Input data –
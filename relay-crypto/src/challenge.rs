//! Password challenges.
//!
//! A challenge is the plaintext hash of a file sealed as a single chunk under
//! the file key. A downloader decrypts it with the key derived from the
//! password they hold; success means the password is right, before any of
//! the (possibly large) file body is fetched.

use crate::cipher::{decrypt_chunk, encrypt_chunk, ChunkKey};
use crate::error::CryptoError;

/// Seal `plaintext_hash` under `key`.
pub fn create_challenge(key: &ChunkKey, plaintext_hash: &[u8]) -> Result<Vec<u8>, CryptoError> {
    encrypt_chunk(key, plaintext_hash)
}

/// Check that `challenge` opens under `key` to exactly `expected_hash`.
///
/// Any decryption error is reported as `false`; callers cannot tell a
/// malformed challenge from a wrong key.
pub fn verify_challenge(key: &ChunkKey, challenge: &[u8], expected_hash: &[u8]) -> bool {
    match decrypt_chunk(key, challenge) {
        Ok(hash) => hash == expected_hash,
        Err(_) => false,
    }
}

#[cfg(test)]
mod tests {
    use super::*;
    use crate::cipher::OVERHEAD;
    use crate::kdf::{derive_key, KdfParams, SALT_SIZE};

    const FAST: KdfParams = KdfParams::new(1024, 1, 1);
    const HASH: [u8; 32] = [0x5A; 32];

    #[test]
    fn challenge_has_fixed_size() {
        let key = ChunkKey::from_bytes([1; 32]);
        let challenge = create_challenge(&key, &HASH).unwrap();
        assert_eq!(challenge.len(), HASH.len() + OVERHEAD);
    }

    #[test]
    fn same_password_verifies() {
        let (key, salt) = derive_key(b"hunter2", None, FAST).unwrap();
        let challenge = create_challenge(&key, &HASH).unwrap();

        let (downloader_key, _) = derive_key(b"hunter2", Some(&salt), FAST).unwrap();
        assert!(verify_challenge(&downloader_key, &challenge, &HASH));
    }

    #[test]
    fn wrong_password_fails() {
        let salt = [4u8; SALT_SIZE];
        let (key, _) = derive_key(b"hunter2", Some(&salt), FAST).unwrap();
        let challenge = create_challenge(&key, &HASH).unwrap();

        let (wrong, _) = derive_key(b"hunter3", Some(&salt), FAST).unwrap();
        assert!(!verify_challenge(&wrong, &challenge, &HASH));
    }

    #[test]
    fn wrong_expected_hash_fails() {
        let key = ChunkKey::from_bytes([2; 32]);
        let challenge = create_challenge(&key, &HASH).unwrap();

        assert!(!verify_challenge(&key, &challenge, &[0u8; 32]));
    }

    #[test]
    fn malformed_challenge_is_just_false() {
        let key = ChunkKey::from_bytes([3; 32]);
        assert!(!verify_challenge(&key, &[], &HASH));
        assert!(!verify_challenge(&key, &[0u8; 10], &HASH));
        assert!(!verify_challenge(&key, &[0u8; 72], &HASH));
    }
}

What this task involves –
Please retype the top of the data exactly, down to and including the line that holds "derived from the", and nothing further.

Solution to this task –
filename relay-crypto/src/challenge.rs
//! Password challenges.
//!
//! A challenge is the plaintext hash of a file sealed as a single chunk under
//! the file key. A downloader decrypts it with the key derived from the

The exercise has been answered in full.